Foraging fruit flies mix navigational and learning-based decision-making strategies

Animals often navigate environments that are uncertain, volatile and complex, making it challenging to locate reliable food sources. Therefore, it is not surprising that many species evolved multiple, parallel and complementary foraging strategies to survive. Current research on animal behavior is largely driven by a reductionist approach and attempts to study one particular aspect of behavior in isolation. This is justified by the huge success of past and current research in understanding neural circuit mechanisms of behaviors. But focusing on only one aspect of behaviors obscures their inherent multidimensional nature.

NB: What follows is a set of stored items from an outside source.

use std::sync::Arc;

use tally_core::domain::query::GeneratedQuery;
use tally_core::domain::result_set::ResultSet;
use tally_core::errors::{ExecutionFailure, ExecutionFailureKind, PipelineError};
use tally_warehouse::Warehouse;
use tracing::{info, warn};

use crate::guardrails::{GuardrailDecision, GuardrailPolicy};

/// Runs a generated query behind the read-only guardrail. Statements run in
/// order and the last statement's rows are the result.
pub struct QueryExecutor {
    warehouse: Arc<dyn Warehouse>,
    guardrails: GuardrailPolicy,
}

impl QueryExecutor {
    pub fn new(warehouse: Arc<dyn Warehouse>, guardrails: GuardrailPolicy) -> Self {
        Self { warehouse, guardrails }
    }

    pub async fn execute(&self, query: &GeneratedQuery) -> Result<ResultSet, PipelineError> {
        let statements = match self.guardrails.evaluate(&query.sql) {
            GuardrailDecision::Allow { statements } => statements,
            GuardrailDecision::Deny { reason_code, user_message } => {
                warn!(event_name = "execution.guardrail_denied", reason_code, "refused query");
                let failure = ExecutionFailure::new(ExecutionFailureKind::Permission, user_message);
                return Err(failure.into());
            }
        };

        let mut result = ResultSet::default();
        for statement in &statements {
            result = self
                .warehouse
                .execute(statement)
                .await
                .map_err(tally_warehouse::WarehouseError::into_pipeline_error)?;
        }

        info!(
            event_name = "execution.completed",
            statements = statements.len(),
            rows = result.row_count(),
            validated = query.is_validated(),
            "query executed"
        );
        Ok(result)
    }
}
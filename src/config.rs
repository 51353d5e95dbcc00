use color_eyre::{eyre::eyre, Result};
use serde::Deserialize;
use std::path::{Path, PathBuf};
use std::time::Duration;
use url::Url;

use crate::cache::DEFAULT_MAX_SIZE;

#[derive(Debug, Clone, Default, Deserialize)]
pub struct Config {
  #[serde(default)]
  pub storage: StorageConfig,
  #[serde(default)]
  pub cache: CacheConfig,
  #[serde(default)]
  pub lookup: LookupConfig,
  #[serde(default)]
  pub edge: EdgeConfig,
}

#[derive(Debug, Clone, Default, Deserialize)]
pub struct StorageConfig {
  /// Database file (defaults to $XDG_DATA_HOME/larder/larder.db)
  pub path: Option<PathBuf>,
}

#[derive(Debug, Clone, Deserialize)]
#[serde(default)]
pub struct CacheConfig {
  pub max_size: usize,
  pub default_ttl_secs: i64,
}

impl Default for CacheConfig {
  fn default() -> Self {
    Self {
      max_size: DEFAULT_MAX_SIZE,
      default_ttl_secs: 300,
    }
  }
}

impl CacheConfig {
  pub fn default_ttl(&self) -> chrono::Duration {
    chrono::Duration::seconds(self.default_ttl_secs.max(1))
  }
}

/// External product sources, in the order they may be configured.
#[derive(Debug, Clone, Copy, Deserialize, PartialEq, Eq)]
#[serde(rename_all = "snake_case")]
pub enum SourceKind {
  /// Open Food Facts bulk database
  OpenFoodFacts,
  /// UPCitemdb catalogue
  UpcItemDb,
  /// Barcode Lookup paid service
  BarcodeLookup,
}

#[derive(Debug, Clone, Deserialize)]
#[serde(default)]
pub struct LookupConfig {
  /// Per-source timeout in milliseconds
  pub timeout_ms: u64,
  /// Sources in priority order
  pub sources: Vec<SourceKind>,
}

impl Default for LookupConfig {
  fn default() -> Self {
    Self {
      timeout_ms: 5000,
      sources: vec![
        SourceKind::OpenFoodFacts,
        SourceKind::UpcItemDb,
        SourceKind::BarcodeLookup,
      ],
    }
  }
}

impl LookupConfig {
  pub fn timeout(&self) -> Duration {
    Duration::from_millis(self.timeout_ms)
  }
}

#[derive(Debug, Clone, Deserialize)]
#[serde(default)]
pub struct EdgeConfig {
  /// Origin whose GET requests are cached
  pub origin: String,
  /// Cache generation; bump whenever the manifest changes
  pub version: u32,
  /// Asset paths precached at install
  pub manifest: Vec<String>,
  /// Page served to navigations while offline
  pub offline_page: String,
}

impl Default for EdgeConfig {
  fn default() -> Self {
    Self {
      origin: "http://localhost:5173".to_string(),
      version: 1,
      manifest: vec![
        "/".to_string(),
        "/index.html".to_string(),
        "/manifest.json".to_string(),
      ],
      offline_page: "/".to_string(),
    }
  }
}

impl EdgeConfig {
  pub fn origin_url(&self) -> Result<Url> {
    Url::parse(&self.origin).map_err(|e| eyre!("Invalid edge origin '{}': {}", self.origin, e))
  }
}

impl Config {
  /// Load configuration from file.
  ///
  /// Search order:
  /// 1. Explicit path if provided
  /// 2. ./larder.yaml (current directory)
  /// 3. $XDG_CONFIG_HOME/larder/config.yaml
  ///
  /// Without a file every setting takes its default.
  pub fn load(explicit_path: Option<&Path>) -> Result<Self> {
    let path = if let Some(p) = explicit_path {
      if p.exists() {
        Some(p.to_path_buf())
      } else {
        return Err(eyre!("Config file not found: {}", p.display()));
      }
    } else {
      Self::find_config_file()
    };

    match path {
      Some(p) => Self::load_from_path(&p),
      None => Ok(Self::default()),
    }
  }

  fn find_config_file() -> Option<PathBuf> {
    // Check current directory
    let local = PathBuf::from("larder.yaml");
    if local.exists() {
      return Some(local);
    }

    // Check XDG config directory
    if let Some(config_dir) = dirs::config_dir() {
      let xdg_path = config_dir.join("larder").join("config.yaml");
      if xdg_path.exists() {
        return Some(xdg_path);
      }
    }

    None
  }

  fn load_from_path(path: &Path) -> Result<Self> {
    let contents = std::fs::read_to_string(path)
      .map_err(|e| eyre!("Failed to read config file {}: {}", path.display(), e))?;

    Self::parse(&contents)
      .map_err(|e| eyre!("Failed to parse config file {}: {}", path.display(), e))
  }

  fn parse(contents: &str) -> Result<Self> {
    let config: Config = serde_yaml::from_str(contents)?;
    if config.lookup.timeout_ms == 0 {
      return Err(eyre!("lookup.timeout_ms must be greater than zero"));
    }
    Ok(config)
  }

  /// Read an API key from the environment at call time.
  ///
  /// Blank values count as unset.
  pub fn get_api_key(var: &str) -> Option<String> {
    std::env::var(var)
      .ok()
      .map(|v| v.trim().to_string())
      .filter(|v| !v.is_empty())
  }
}

#[cfg(test)]
mod tests {
  use super::*;

  #[test]
  fn test_empty_config_uses_defaults() {
    let config = Config::parse("{}").unwrap();
    assert_eq!(config.cache.max_size, 1000);
    assert_eq!(config.cache.default_ttl(), chrono::Duration::minutes(5));
    assert_eq!(config.lookup.timeout(), Duration::from_secs(5));
    assert_eq!(config.lookup.sources.len(), 3);
    assert_eq!(config.edge.version, 1);
    assert!(config.storage.path.is_none());
  }

  #[test]
  fn test_partial_sections_merge_with_defaults() {
    let yaml = r#"
storage:
  path: /tmp/larder-test.db
cache:
  max_size: 50
lookup:
  sources: [upc_item_db, open_food_facts]
edge:
  origin: https://kitchen.example.com
  version: 7
"#;
    let config = Config::parse(yaml).unwrap();
    assert_eq!(config.cache.max_size, 50);
    assert_eq!(config.cache.default_ttl_secs, 300);
    assert_eq!(
      config.lookup.sources,
      vec![SourceKind::UpcItemDb, SourceKind::OpenFoodFacts]
    );
    assert_eq!(config.lookup.timeout_ms, 5000);
    assert_eq!(
      config.edge.origin_url().unwrap().as_str(),
      "https://kitchen.example.com/"
    );
    assert_eq!(config.edge.version, 7);
    assert_eq!(config.edge.offline_page, "/");
  }

  #[test]
  fn test_rejects_unknown_source_and_zero_timeout() {
    assert!(Config::parse("lookup:\n  sources: [google]\n").is_err());
    assert!(Config::parse("lookup:\n  timeout_ms: 0\n").is_err());
    let bad_origin = Config::parse("edge:\n  origin: not a url\n").unwrap();
    assert!(bad_origin.edge.origin_url().is_err());
  }

  #[test]
  fn test_missing_explicit_path_is_an_error() {
    let err = Config::load(Some(Path::new("/nonexistent/larder.yaml"))).unwrap_err();
    assert!(err.to_string().contains("Config file not found"));
  }
}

To fill this gap we aimed to identify and characterize distinct behavioral modules using a simple reward foraging assay. For this we developed a single-animal, trial-based probabilistic foraging task, where freely walking fruit flies experience optogenetic sugar-receptor neuron stimulation. By carefully analyzing the walking trajectories of flies, we were able to dissect the animals foraging decisions into multiple underlying systems. We show that flies perform local searches, cue-based navigation and learn task relevant contingencies. Using probabilistic reward delivery allowed us to bid several competing reinforcement learning (RL) models against each other. We discover that flies accumulate chosen option values, forget unchosen option values and seek novelty. We further show that distinct behavioral modules -learning and navigation-based systems-cooperate, suggesting that reinforcement learning in flies operates on dimensionality reduced representations. We therefore argue that animals will apply combinations of multiple behavioral strategies to generate foraging decisions.